Econometrics Students are advised to take a two-term sequence of statistics and econometrics courses, especially if they are considering a senior essay. One option is to take ECON 131 followed by 132. Students with a stronger mathematics background or who plan to pursue a graduate degree in economics are encouraged to take either ECON 135 or STAT 241 and 242, followed by ECON 136. Prospective majors are urged to start their econometrics sequence in the fall of sophomore year.

Intermediate microeconomics and macroeconomics Along with econometrics, intermediate microeconomics and macroeconomics form the core of the major. Two options are available in both microeconomics and macroeconomics. The standard intermediate courses are ECON 121 and 122. Students with a stronger mathematics background are encouraged to take ECON 125 and 126 instead. The intermediate courses need not be taken in sequence: in particular, ECON 125 is not required for 126.

Field courses The department offers a wide selection of upper-level courses that explore in greater detail material presented in introductory courses. Advanced fields of economics include theoretical, quantitative, and mathematical economics; market organization; human resources; finance; international and development economics; public policy and the public sector; and economic history. Some advanced field courses have only introductory microeconomics as a prerequisite. Others apply intermediate-level theory or econometrics to economic problems and institutions, and for this reason list one or more of the theory or econometrics courses as prerequisites.

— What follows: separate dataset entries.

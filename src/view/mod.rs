pub mod app;
pub mod headless;
pub mod palette;
pub mod ui;

pub use app::App;
pub use headless::run_headless;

Advanced lecture courses Advanced lecture courses, numbered ECON 400–449, are limited-enrollment courses that cover relatively advanced material in more depth than regular field courses. Prerequisites usually include two of intermediate microeconomics, intermediate macroeconomics, and econometrics or a mathematics course such as MATH 120. Advanced lecture courses may be applied toward the senior requirement. While these courses vary in approach, they share features of other Economics courses: like field courses, they devote some time to traditional lecturing, and like seminars, they emphasize class interaction, the writing of papers, and the reading of journal articles.

Seminars Although there is diversity in approaches in the various seminars (courses numbered ECON 450–489), all have in common an emphasis on class interaction, the writing of papers, and the reading of journal articles. Seminars represent an opportunity for students to apply and extend the economics they have learned through their earlier coursework.

Enrollment in seminars and advanced lecture courses is limited. Senior Economics majors who have not yet completed the senior requirement for the major are given priority for these courses and may preregister; see the departmental Web site for instructions. Students must take two of three core courses in intermediate microeconomics, intermediate macroeconomics, and econometrics before enrolling in a seminar. Underclassmen in the major and nonmajors may also enroll in Economics seminars and advanced lecture courses as space permits, but they do not preregister.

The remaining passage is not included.